China boat capsize: Relatives stage angry protest
Relatives of some of the nearly 400 people missing after a cruise ship capsized on China's Yangtze River have staged a protest near the sinking site.
Dozens of people broke through police cordons at the river in Jianli, Hubei province, demanding more information.
State media say 65 people are now confirmed to have died when the Eastern Star overturned in a storm on Monday.
Rescue workers battling heavy rain have cut into the hull of the upturned vessel so divers can search inside.
But no-one has been pulled out alive since Tuesday's dramatic rescues.
Only 14 of the 456 passengers are known to have escaped. The official death toll leapt on Thursday morning after divers retrieved 39 more bodies overnight.
But officials say they are not giving up hope.
"The ship sank in a very short time frame, so there could still be air trapped in the hull," Li Qixiu of the Naval University of Engineering told the state news agency Xinhua.
Analysis: Celia Hatton, BBC News, Beijing
China's leaders are taking pains to show they will do everything possible to support search efforts. President Xi Jinping released a statement just hours after the news hit Chinese media. He promised "all-out rescue efforts" to find survivors.
The country's second-in-command, Premier Li Keqiang, rushed to the scene to personally direct rescue operations. In many other countries, it would be unusual to see such a high-ranking politician get so involved, but in China, that has become the norm.
But at the ground level, family members of the missing say they're being ignored by local officials.
The relatives are furious that no-one is providing detailed information about the rescue efforts. Hundreds are sequestered in a nearby hotel lobby, watching the same repetitive state television reports available to the rest of the country.
Scores of relatives of the passengers have travelled to Jianli to be near the wreck, many from Nanjing where the cruise began in late May. Officials have set up contact centres for them in local hotels.

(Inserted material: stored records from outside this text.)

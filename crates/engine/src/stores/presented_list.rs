//! The warp list most recently shown to each player.
//!
//! Picking a row refers back to the exact record that was on screen, not to
//! whatever sits at that index after other players changed the registry.

use dashmap::DashMap;
use warps_domain::{PlayerId, Warp};
use warps_shared::ListMode;

#[derive(Debug, Clone, PartialEq)]
pub struct PresentedList {
    pub mode: ListMode,
    pub warps: Vec<Warp>,
}

#[derive(Default)]
pub struct PresentedListStore {
    lists: DashMap<PlayerId, PresentedList>,
}

impl PresentedListStore {
    pub fn new() -> Self {
        Self::default()
    }

    pub fn insert(&self, player_id: PlayerId, list: PresentedList) {
        self.lists.insert(player_id, list);
    }

    /// Take the row the player picked, closing the list.
    ///
    /// Returns `None` if no list of that mode is open or the index is out of range.
    pub fn take(&self, player_id: PlayerId, mode: ListMode, index: usize) -> Option<Warp> {
        let (_, list) = self.lists.remove(&player_id)?;
        if list.mode != mode {
            return None;
        }
        list.warps.into_iter().nth(index)
    }

    pub fn remove(&self, player_id: PlayerId) {
        self.lists.remove(&player_id);
    }
}
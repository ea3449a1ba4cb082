//! Payload types carried by the wire messages.

use serde::{Deserialize, Serialize};
use warps_domain::{DimensionId, PlayerId, Position};

/// Who sent a message and where they stand.
#[derive(Debug, Clone, PartialEq, Serialize, Deserialize)]
pub struct PlayerContext {
    pub id: PlayerId,
    #[serde(default)]
    pub name: String,
    pub position: Position,
    pub dimension: DimensionId,
    #[serde(default)]
    pub is_sneaking: bool,
    #[serde(default)]
    pub is_game_director: bool,
}

/// A translation key plus its positional parameters.
#[derive(Debug, Clone, PartialEq, Eq, Serialize, Deserialize)]
pub struct LocalizedText {
    pub key: String,
    #[serde(default, skip_serializing_if = "Vec::is_empty")]
    pub params: Vec<String>,
}

impl LocalizedText {
    pub fn new(key: impl Into<String>) -> Self {
        Self {
            key: key.into(),
            params: Vec::new(),
        }
    }

    pub fn with_param(mut self, param: impl ToString) -> Self {
        self.params.push(param.to_string());
        self
    }
}

/// What picking an entry of a warp list does.
#[derive(Debug, Clone, Copy, PartialEq, Eq, Hash, Serialize, Deserialize)]
#[serde(rename_all = "snake_case")]
pub enum ListMode {
    Teleport,
    Remove,
}

/// One row of a warp list menu.
#[derive(Debug, Clone, PartialEq, Serialize, Deserialize)]
pub struct WarpListEntryData {
    pub name: String,
    pub icon_path: String,
    pub dimension: DimensionId,
    pub position: Position,
    /// Whole blocks from the player; absent for warps in another dimension.
    #[serde(default, skip_serializing_if = "Option::is_none")]
    pub distance: Option<u64>,
}

#[derive(Debug, Clone, PartialEq, Eq, Serialize, Deserialize)]
pub struct CategoryData {
    pub id: String,
    pub translation_key: String,
    pub icon_path: String,
}

#[derive(Debug, Clone, PartialEq, Eq, Serialize, Deserialize)]
pub struct IconData {
    pub name: String,
    pub translation_key: String,
    pub path: String,
}

/// Raw text of the warp details form.
#[derive(Debug, Clone, PartialEq, Eq, Default, Serialize, Deserialize)]
pub struct DetailsFormData {
    #[serde(default)]
    pub name: String,
    #[serde(default)]
    pub x: String,
    #[serde(default)]
    pub y: String,
    #[serde(default)]
    pub z: String,
}

/// Permission a command requires.
#[derive(Debug, Clone, Copy, PartialEq, Eq, Serialize, Deserialize)]
#[serde(rename_all = "snake_case")]
pub enum CommandPermission {
    Any,
    GameDirector,
}

/// A command the host should register.
#[derive(Debug, Clone, PartialEq, Eq, Serialize, Deserialize)]
pub struct CommandInfo {
    pub name: String,
    pub aliases: Vec<String>,
    pub description_key: String,
    pub permission: CommandPermission,
}
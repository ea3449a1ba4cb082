//! Chat commands offered to the host.

use warps_shared::{CommandInfo, CommandPermission, PlayerContext};

pub const WARP: &str = "warp";
pub const ADD_WARP: &str = "addwarp";
pub const REMOVE_WARP: &str = "removewarp";

/// Descriptors for every command the host should register.
pub fn descriptors() -> Vec<CommandInfo> {
    [
        (WARP, "w", "warps.command.warp"),
        (ADD_WARP, "setwarp", "warps.command.addwarp"),
        (REMOVE_WARP, "delwarp", "warps.command.removewarp"),
    ]
    .into_iter()
    .map(|(name, alias, description_key)| CommandInfo {
        name: name.to_string(),
        aliases: vec![alias.to_string()],
        description_key: description_key.to_string(),
        permission: CommandPermission::GameDirector,
    })
    .collect()
}

/// Whether the player may run a command that needs `permission`.
pub fn is_permitted(player: &PlayerContext, permission: CommandPermission) -> bool {
    match permission {
        CommandPermission::Any => true,
        CommandPermission::GameDirector => player.is_game_director,
    }
}
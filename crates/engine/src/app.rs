//! Application state and composition.

use std::sync::Arc;

use warps_domain::IconCatalog;

use crate::entities::WarpRegistry;
use crate::infrastructure::app_settings::AppSettings;
use crate::infrastructure::ports::{PropertyStorePort, TeleportPort};
use crate::stores::{PresentedListStore, WizardSessionStore};
use crate::use_cases::warps::{CreateWarp, ListWarps, RemoveWarp, TeleportToWarp};
use crate::use_cases::WarpUseCases;

/// Main application state.
///
/// Holds the registry, the per-player stores and the use cases built on them.
/// Shared by the message handler.
pub struct App {
    pub registry: Arc<WarpRegistry>,
    pub catalog: Arc<IconCatalog>,
    pub stores: Stores,
    pub use_cases: UseCases,
}

/// Runtime state that is not persisted.
pub struct Stores {
    pub wizards: Arc<WizardSessionStore>,
    pub presented_lists: Arc<PresentedListStore>,
}

/// Container for all use cases.
pub struct UseCases {
    pub warps: WarpUseCases,
}

impl App {
    /// Create a new App with all dependencies wired up.
    pub fn new(
        store: Arc<dyn PropertyStorePort>,
        teleporter: Arc<dyn TeleportPort>,
        catalog: IconCatalog,
        settings: &AppSettings,
    ) -> Self {
        let registry = Arc::new(WarpRegistry::new(store, settings.property_key.clone()));
        let catalog = Arc::new(catalog);

        let stores = Stores {
            wizards: Arc::new(WizardSessionStore::new()),
            presented_lists: Arc::new(PresentedListStore::new()),
        };

        let list = Arc::new(ListWarps::new(registry.clone(), catalog.clone()));
        let warps = WarpUseCases::new(
            list.clone(),
            Arc::new(TeleportToWarp::new(
                registry.clone(),
                list.clone(),
                teleporter,
            )),
            Arc::new(RemoveWarp::new(registry.clone(), list)),
            Arc::new(CreateWarp::new(
                registry.clone(),
                catalog.clone(),
                stores.wizards.clone(),
            )),
        );

        Self {
            registry,
            catalog,
            stores,
            use_cases: UseCases { warps },
        }
    }
}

The families have raised questions about the disaster, including how the ship could have sank so quickly, and why no alarm was raised.
On Wednesday night, several dozen pushed through police lines set up to control access to the site, then marched towards the river.
But organiser Wang Feng told Reuters: "This isn't going to be much use, we're just doing this for the government to see."
Officials have now promised to take them to the rescue site on Thursday.
Another group of relatives staged a protest in Shanghai, where the tour company most passengers had booked through, Xiehe Travel, is based.
Videos on social media showed them jostling with police as they gathered in the city's People's Square demanding more information.
Ji Guoxin, whose parents were still missing, said Xiehe Travel had just given them a hotline number and told them to make their own way to Jianli.
Another protester told reporters: "We want somebody from the local government to receive us and tell all family members what we should do."
The cause of the sinking is not yet known, but survivors have spoken of an intense storm which flipped the boat in minutes.
The captain and chief engineer were among those who escaped - they were detained.
Maritime agency records which emerged on Wednesday showed the ship was investigated for safety violations two years ago. It was held alongside five other vessels in 2013 over safety concerns, although no further details are available.
The Eastern Star
- The 76m-long, 2,200 tonne ship was named Dongfangzhixing in Chinese
- It was carrying 405 passengers - mostly elderly tourists but one three-year-old - as well as five travel agency employees and 46 crew members.
- The ship is owned by the Chongqing Eastern Shipping Corporation, and passengers had booked their trip through a travel agency in Shanghai.
- The cruise left the eastern city of Nanjing in April and was travelling to Chongqing in the south-west via the Three Gorges - a journey of at least 1,500km (930 miles).